Cindy reflek menegakkan duduknya untuk melihat apa yang ditunjukkan oleh Celine. Cindy memperbesar dan memperkecil tulisan itu berkali-kali untuk meyakinkan dirinya jika tulisan di beberapa surat itu memiliki tipe yang sama.
Celline tersenyum kecil ketika dirinya berhasil menarik perhatian Cindy pada kasus yang menurutnya cukup mencurigakan ini.
"Loe bener, ga mungkin anak-anak ini punya tipe penulisan yang sama." ucap Cindy.
"Minta tolong ke bawahan loe bawa beberapa untuk dicek pake handwriting recognition, kita pastiin dulu tulisan ini punya satu orang yang sama." lanjutnya.
Celline mengangguk mengiyakan. Ia ingin mengungkap kasus yang sudah mengganggunya beberapa bulan terakhir.
Dering ponsel Celline memecah fokus mereka. Cindy melirik, membaca nama yang tertera di sana, ia tersenyum.
"Angkat dulu tuh, Jinan loe nyariin."
Celline tersenyum malu, ia raih ponselnya lalu berjalan menjauh dari Cindy, sedangkan Cindy terkekeh melihat respon sahabatnya.
Kembali ia fokuskan dirinya pada laptop dan kertas-kertas di hadapannya dengan serius.
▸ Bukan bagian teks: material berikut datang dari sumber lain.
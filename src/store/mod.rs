//! Store Module
//!
//! The expiring key-value store the cache sits on top of. The cache only
//! talks to it through [`ExpiringStore`]; [`MemoryStore`] is the in-process
//! implementation shipped with the crate.

mod entry;
mod memory;

use std::fmt;
use std::sync::Arc;
use std::time::Duration;

use crate::error::Result;

pub use entry::StoredEntry;
pub use memory::MemoryStore;

// == Eviction Reason ==
/// Why the store dropped an entry, reported through the entry's callback.
#[derive(Debug, Clone, Copy, PartialEq, Eq, Hash)]
#[non_exhaustive]
pub enum EvictionReason {
    /// Explicitly removed through [`ExpiringStore::remove`]
    Removed,
    /// Overwritten by a `set` on the same key
    Replaced,
    /// TTL elapsed
    Expired,
    /// An external expiration token fired
    TokenExpired,
    /// The store compacted itself to stay under its own limit
    Capacity,
}

impl fmt::Display for EvictionReason {
    fn fmt(&self, f: &mut fmt::Formatter<'_>) -> fmt::Result {
        let name = match self {
            EvictionReason::Removed => "removed",
            EvictionReason::Replaced => "replaced",
            EvictionReason::Expired => "expired",
            EvictionReason::TokenExpired => "token expired",
            EvictionReason::Capacity => "capacity",
        };
        f.write_str(name)
    }
}

/// Per-entry removal callback, invoked once when that exact entry leaves the store.
pub type OnEvicted = Arc<dyn Fn(&str, EvictionReason) + Send + Sync>;

// == Expiring Store ==
/// Expiring key-value store consumed by the cache.
///
/// Implementations may run `on_evicted` callbacks on any thread, but must not
/// run them while holding their own internal locks: callbacks call back into
/// the store.
pub trait ExpiringStore<V>: Send + Sync {
    /// Inserts or replaces `key`, expiring `ttl` from now.
    fn set(
        &self,
        key: String,
        value: V,
        size: u64,
        ttl: Duration,
        on_evicted: OnEvicted,
    ) -> Result<()>;

    /// Returns the live value for `key`, if any.
    fn get(&self, key: &str) -> Result<Option<V>>;

    /// Removes `key`; absent keys are a no-op.
    fn remove(&self, key: &str) -> Result<()>;

    /// Number of entries currently held.
    fn count(&self) -> Result<usize>;

    /// Whether a live entry exists for `key`.
    fn contains(&self, key: &str) -> Result<bool> {
        Ok(self.get(key)?.is_some())
    }
}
Membolak-balik halaman kertas sambil berpikir keras.
Dia tidak akan memikirkan kasus ini jika saja Celline tidak menunjukkan tulisan terakhir dari para korban. Ia buntu, tidak ada petunjuk apapun, semuanya begitu bersih seolah dilakukan oleh profesional. Hasil tulisan tangan itulah satu-satunya bukti mereka.
Namun ada ribuan orang di kota ini, tidak mungkin mereka bisa mengidentifikasi tulisan semua orang. Tidak adanya cctv di lokasi kejadian-pun akhirnya mempersulit penyelidikan hingga membuat tim penyidik menganggap ini kasus bunuh diri biasa dan berakhir menutup kasusnya.
Atensi Cindy kini teralih pada Celline yang kembali masuk dengan langkah terburu-buru.
"Jinan kasih tau gua kalo ada lagi kasus yang sama. Kita ke sana."
Cindy terkejut, baru kemarin kasus ini terjadi dan hari ini terjadi lagi? Namun tak lama ia mengangguk, segera ia raih tas dan ponselnya lalu pergi dari kantornya diikuti oleh Celline.
Keduanya menemui Jinan yang tengah berbicara dengan ibu korban. Ikut mendengarkan apa yang dibicarakan oleh mereka.
"Belakangan ini dia sering bilang kalau ada yang mengikutinya sampai ia ketakutan. Saya pikir itu hanya halusinasinya saja, tapi ternyata dia ketakutan sampai tidak ingin ke sekolah."